MORE ABOUT SYNDEMICS We heard from Professor Andrew Fretzayas, M.D., Ph.D., who is Chairman of Pediatrics at the University of Athens School of Medicine in Greece: I read with great interest your comments on the history of the term “syndemic” that appeared in the January Newsletter of The Pediatric Infectious Disease Journal. Searching the PubMed database I found that the term has been used in the title of at least 40 publications. Many authors tended to explain the term in their publications and they referred directly or indirectly to the definition of the CDC. CDC defined syndemics as “synergistically interacting epidemics” (http://www.cdc.gov/nchhstp/programintegration/definitions.htm) (accessed April 29, 2013). Accordingly, S.P. Kutz defines “syndemic—a set of mutually reinforcing epidemics” (J. Psychoactive Drugs 40(4):13-21, 2008). In the case of the article of MMWR, it was stated that “TB and HIV act synergistically within a population to cause excess morbidity and mortality”. I think that the etymologic origin of this term could be sought in the treasure of the Greek language, ancient and modern. It seems to be a combination of “syn”, which is a Greek preposition, and “epidemic”. Epidemic is also a Greek word which according to the OED means “a disease affecting many people at the same time in the same place for a short period of time”. The preposition “syn”, according to the highly respected scientific Greek dictionary edited by G. D. Babiniotis (ISBN 960-86190-0-9), means that something contributes to the appearance of the second component of the word (in our case epidemic). However, although both components of the term “syndemic” are of Greek origin there is not such a word in the Greek language and the term syndemic is not included in the OED. Therefore, I think that it should be considered as a neologism. We accept Professor Fretzayas’ comments as the final word of the subject.
HIS OWN MOTHER? REALLY? We read the obituary of Susumu Hotta, Professor Emeritus of Kobe University in Japan who died November 17, 2011 at 93 years of age (Emerg Infect Dis 2013; 19:843). Dr. Hotta spent decades studying dengue virus. He first isolated the virus in 1943 by inoculating blood from a patient named Mochizuki into brains of suckling mice. Dengue fever had been introduced into Japan by soldiers returning from tropical zones during World War II. The obituary contains the following astonishing vignette: In a country at war, preserving isolated virus strains was difficult because he did not have a freeze dryer and freezers were useless because of frequent power failures.
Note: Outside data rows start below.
//! HTTP protocol implementation.
//!
//! The HTTP layer is organized into several submodules:
//!
//! - **`parser`**: incremental request assembly across any number of reads
//! - **`request`**: HTTP request representation and accessors
//! - **`response`**: HTTP response with prepare/reset lifecycle
//! - **`writer`**: non-blocking response streaming, including file hand-off
//! - **`handler`**: per-verb dispatch contract and built-in handlers
//! - **`router`**: absolute-path route table behind the `HandlerFactory` seam

pub mod handler;
pub mod parser;
pub mod request;
pub mod response;
pub mod router;
pub mod writer;

use std::sync::Arc;

use crate::http::handler::dispatch;
use crate::http::request::Request;
use crate::http::response::Response;
use crate::http::router::HandlerFactory;

const SERVER_TOKEN: &str = concat!("rampart/", env!("CARGO_PKG_VERSION"));

/// Turns finished requests into prepared responses.
///
/// Shared by all worker threads; the per-connection parser state lives with
/// the connection, not here.
pub struct HttpProtocol {
    factory: Arc<dyn HandlerFactory>,
}

impl HttpProtocol {
    pub fn new(factory: Arc<dyn HandlerFactory>) -> Self {
        Self { factory }
    }

    /// Runs on a worker thread: selects a handler, dispatches the verb,
    /// stamps the server header and finalizes the response for the wire.
    pub fn process_request(&self, request: &Request) -> Response {
        tracing::debug!(
            method = request.method.as_str(),
            path = %request.path,
            "dispatching request"
        );
        let mut response = Response::new(request.keep_alive());
        let handler = self.factory.handler(request);
        dispatch(handler.as_ref(), request, &mut response);
        response.set_header("Server", SERVER_TOKEN);
        response.prepare();
        response
    }
}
Because of shortages of everything in his economically devastated country, he had to feed laboratory mice with a portion of his own food ration. At one time, when the supply of mice was low, his mother volunteered to keep the Mochizuki strain infectious. After injecting her with the strain, Dr. Hotta published a clinical report of the dengue syndrome in his mother.
INTERNATIONAL TRAVEL We received in late May the invaluable book from the CDC, CDC Health Information for International Travel 2014. It is published by Oxford University Press (www.oup.com). The book is superbly organized to make it easy to seek all of the information you need related to international travel.